= Beginning of Section =
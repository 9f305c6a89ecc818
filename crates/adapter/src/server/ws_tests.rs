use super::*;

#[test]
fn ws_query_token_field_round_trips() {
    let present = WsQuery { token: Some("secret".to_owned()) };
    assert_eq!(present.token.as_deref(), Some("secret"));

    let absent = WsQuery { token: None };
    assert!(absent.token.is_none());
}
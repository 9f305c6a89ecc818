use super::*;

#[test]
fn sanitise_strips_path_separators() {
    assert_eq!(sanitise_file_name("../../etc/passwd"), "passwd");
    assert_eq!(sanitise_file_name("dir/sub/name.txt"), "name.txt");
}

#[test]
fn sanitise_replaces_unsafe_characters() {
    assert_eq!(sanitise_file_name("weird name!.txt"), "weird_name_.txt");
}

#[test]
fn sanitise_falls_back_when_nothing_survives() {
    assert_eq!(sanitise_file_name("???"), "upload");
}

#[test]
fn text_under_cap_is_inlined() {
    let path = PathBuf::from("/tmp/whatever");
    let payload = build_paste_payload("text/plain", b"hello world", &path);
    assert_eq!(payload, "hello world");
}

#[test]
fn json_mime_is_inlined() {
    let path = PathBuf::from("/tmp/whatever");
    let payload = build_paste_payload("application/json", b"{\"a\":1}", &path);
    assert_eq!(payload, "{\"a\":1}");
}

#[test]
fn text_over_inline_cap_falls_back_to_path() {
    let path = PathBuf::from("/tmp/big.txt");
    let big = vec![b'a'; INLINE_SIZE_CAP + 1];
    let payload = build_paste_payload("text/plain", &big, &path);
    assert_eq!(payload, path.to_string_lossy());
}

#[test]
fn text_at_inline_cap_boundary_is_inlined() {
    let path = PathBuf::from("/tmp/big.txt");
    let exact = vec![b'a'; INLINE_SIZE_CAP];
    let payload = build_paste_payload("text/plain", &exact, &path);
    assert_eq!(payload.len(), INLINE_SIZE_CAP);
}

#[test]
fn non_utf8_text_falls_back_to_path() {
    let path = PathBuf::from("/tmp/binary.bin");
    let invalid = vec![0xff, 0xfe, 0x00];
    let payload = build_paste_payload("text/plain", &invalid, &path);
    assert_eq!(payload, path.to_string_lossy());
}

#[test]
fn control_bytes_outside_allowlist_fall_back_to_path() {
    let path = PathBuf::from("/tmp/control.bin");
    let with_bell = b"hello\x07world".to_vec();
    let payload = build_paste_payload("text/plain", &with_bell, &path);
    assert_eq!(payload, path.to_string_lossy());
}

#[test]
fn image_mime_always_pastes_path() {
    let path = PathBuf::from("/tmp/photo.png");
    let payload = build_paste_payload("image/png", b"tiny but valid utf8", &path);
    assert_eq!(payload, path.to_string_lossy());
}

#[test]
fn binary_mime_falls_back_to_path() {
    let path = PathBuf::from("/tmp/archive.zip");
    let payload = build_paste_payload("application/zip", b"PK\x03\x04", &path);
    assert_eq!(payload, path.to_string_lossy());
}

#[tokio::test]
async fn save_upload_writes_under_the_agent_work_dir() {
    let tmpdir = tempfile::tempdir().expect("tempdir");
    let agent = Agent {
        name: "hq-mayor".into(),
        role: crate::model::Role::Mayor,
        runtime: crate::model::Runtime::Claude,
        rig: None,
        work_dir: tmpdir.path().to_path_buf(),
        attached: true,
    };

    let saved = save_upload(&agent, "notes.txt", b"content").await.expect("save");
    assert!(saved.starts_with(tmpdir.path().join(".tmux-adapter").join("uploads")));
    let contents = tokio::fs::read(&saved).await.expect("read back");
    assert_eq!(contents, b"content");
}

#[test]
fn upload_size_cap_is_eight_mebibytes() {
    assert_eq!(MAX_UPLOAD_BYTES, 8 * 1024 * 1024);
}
= End of Section =
= Beginning of Section =
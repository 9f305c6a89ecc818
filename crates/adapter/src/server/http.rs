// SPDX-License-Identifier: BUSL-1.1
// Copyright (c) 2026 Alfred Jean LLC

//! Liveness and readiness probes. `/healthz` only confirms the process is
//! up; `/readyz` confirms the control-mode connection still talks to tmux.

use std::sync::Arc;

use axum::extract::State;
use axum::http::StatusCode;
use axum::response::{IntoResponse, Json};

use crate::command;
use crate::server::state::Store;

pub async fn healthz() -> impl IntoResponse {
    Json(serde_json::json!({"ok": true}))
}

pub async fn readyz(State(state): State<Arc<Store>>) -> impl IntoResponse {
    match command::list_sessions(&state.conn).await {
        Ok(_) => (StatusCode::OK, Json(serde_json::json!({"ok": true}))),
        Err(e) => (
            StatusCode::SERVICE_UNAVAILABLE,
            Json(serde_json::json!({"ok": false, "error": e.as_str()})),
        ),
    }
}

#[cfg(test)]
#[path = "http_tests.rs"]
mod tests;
= End of Section =
= Beginning of Section =
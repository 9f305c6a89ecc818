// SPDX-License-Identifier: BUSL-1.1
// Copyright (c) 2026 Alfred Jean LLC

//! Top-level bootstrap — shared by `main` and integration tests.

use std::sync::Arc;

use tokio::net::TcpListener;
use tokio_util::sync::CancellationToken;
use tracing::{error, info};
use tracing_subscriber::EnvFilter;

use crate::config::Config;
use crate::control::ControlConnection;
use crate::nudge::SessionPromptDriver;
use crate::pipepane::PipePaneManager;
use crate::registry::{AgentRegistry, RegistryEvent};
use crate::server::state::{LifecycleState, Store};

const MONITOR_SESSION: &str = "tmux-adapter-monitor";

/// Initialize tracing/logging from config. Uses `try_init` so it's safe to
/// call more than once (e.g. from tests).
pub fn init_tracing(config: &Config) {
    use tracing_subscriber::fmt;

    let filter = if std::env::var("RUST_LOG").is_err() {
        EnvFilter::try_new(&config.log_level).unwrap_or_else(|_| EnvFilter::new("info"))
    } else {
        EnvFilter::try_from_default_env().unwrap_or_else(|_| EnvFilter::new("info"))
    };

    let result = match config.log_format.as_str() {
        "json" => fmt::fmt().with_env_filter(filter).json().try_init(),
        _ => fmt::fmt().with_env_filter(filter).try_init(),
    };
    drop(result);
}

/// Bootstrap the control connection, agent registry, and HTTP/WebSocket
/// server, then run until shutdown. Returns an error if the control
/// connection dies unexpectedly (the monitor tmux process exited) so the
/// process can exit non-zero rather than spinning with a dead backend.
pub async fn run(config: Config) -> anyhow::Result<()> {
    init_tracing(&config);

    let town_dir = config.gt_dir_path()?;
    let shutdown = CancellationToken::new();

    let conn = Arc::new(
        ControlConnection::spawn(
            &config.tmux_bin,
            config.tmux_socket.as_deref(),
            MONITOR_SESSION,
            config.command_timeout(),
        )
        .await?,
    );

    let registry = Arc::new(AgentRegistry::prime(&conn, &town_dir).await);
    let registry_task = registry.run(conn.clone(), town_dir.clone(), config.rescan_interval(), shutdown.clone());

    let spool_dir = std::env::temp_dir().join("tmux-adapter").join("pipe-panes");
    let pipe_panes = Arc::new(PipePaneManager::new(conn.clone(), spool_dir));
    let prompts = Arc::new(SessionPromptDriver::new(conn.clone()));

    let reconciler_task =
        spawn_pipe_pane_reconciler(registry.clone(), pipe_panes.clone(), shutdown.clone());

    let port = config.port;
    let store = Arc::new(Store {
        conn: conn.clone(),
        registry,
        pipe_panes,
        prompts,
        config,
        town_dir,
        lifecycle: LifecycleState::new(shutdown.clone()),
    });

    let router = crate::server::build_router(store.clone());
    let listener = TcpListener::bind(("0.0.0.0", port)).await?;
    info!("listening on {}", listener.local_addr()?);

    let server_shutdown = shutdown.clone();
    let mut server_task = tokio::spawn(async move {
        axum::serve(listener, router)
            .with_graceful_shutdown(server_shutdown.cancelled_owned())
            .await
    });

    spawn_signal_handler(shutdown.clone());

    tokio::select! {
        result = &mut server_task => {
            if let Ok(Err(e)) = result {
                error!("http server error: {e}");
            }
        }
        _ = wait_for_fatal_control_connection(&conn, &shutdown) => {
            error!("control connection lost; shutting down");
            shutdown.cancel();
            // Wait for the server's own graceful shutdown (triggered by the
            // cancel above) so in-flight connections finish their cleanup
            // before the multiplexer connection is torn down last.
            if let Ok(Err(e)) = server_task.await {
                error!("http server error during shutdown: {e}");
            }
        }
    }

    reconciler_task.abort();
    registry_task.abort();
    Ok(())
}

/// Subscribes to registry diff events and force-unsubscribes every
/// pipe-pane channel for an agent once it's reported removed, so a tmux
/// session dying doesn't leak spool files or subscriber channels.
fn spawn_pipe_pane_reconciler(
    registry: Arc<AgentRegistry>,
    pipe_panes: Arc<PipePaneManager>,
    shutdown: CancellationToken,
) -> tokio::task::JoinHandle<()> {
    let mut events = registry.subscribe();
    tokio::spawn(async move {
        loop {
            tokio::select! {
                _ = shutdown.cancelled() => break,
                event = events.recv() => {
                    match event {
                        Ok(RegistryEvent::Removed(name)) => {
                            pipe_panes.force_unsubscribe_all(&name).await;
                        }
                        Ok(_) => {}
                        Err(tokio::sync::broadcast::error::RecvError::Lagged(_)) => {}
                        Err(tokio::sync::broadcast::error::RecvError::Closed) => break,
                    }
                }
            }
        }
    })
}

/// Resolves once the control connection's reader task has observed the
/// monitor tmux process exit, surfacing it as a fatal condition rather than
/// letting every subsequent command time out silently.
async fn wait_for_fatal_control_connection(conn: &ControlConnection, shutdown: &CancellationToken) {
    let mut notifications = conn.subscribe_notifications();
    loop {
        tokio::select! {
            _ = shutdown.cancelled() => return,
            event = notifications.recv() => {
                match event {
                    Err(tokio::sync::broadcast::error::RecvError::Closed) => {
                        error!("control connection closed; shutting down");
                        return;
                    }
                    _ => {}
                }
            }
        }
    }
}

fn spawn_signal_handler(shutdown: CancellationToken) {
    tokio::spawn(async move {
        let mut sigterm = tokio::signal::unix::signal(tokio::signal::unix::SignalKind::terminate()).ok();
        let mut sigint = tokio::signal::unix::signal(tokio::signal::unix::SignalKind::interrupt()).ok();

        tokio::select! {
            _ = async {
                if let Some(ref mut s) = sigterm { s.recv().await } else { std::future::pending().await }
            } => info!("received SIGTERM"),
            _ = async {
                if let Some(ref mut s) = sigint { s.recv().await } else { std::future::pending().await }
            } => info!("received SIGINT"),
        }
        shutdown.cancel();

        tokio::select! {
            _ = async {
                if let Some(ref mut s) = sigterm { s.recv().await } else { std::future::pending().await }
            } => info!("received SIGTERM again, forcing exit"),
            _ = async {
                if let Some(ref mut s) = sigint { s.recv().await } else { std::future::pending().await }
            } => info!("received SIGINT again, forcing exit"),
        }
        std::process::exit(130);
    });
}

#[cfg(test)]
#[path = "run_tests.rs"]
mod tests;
= End of Section =
Copy all lines of the records in which the string "LifecycleState" can be found.

**Task result:**
use crate::server::state::{LifecycleState, Store};
        lifecycle: LifecycleState::new(shutdown.clone()),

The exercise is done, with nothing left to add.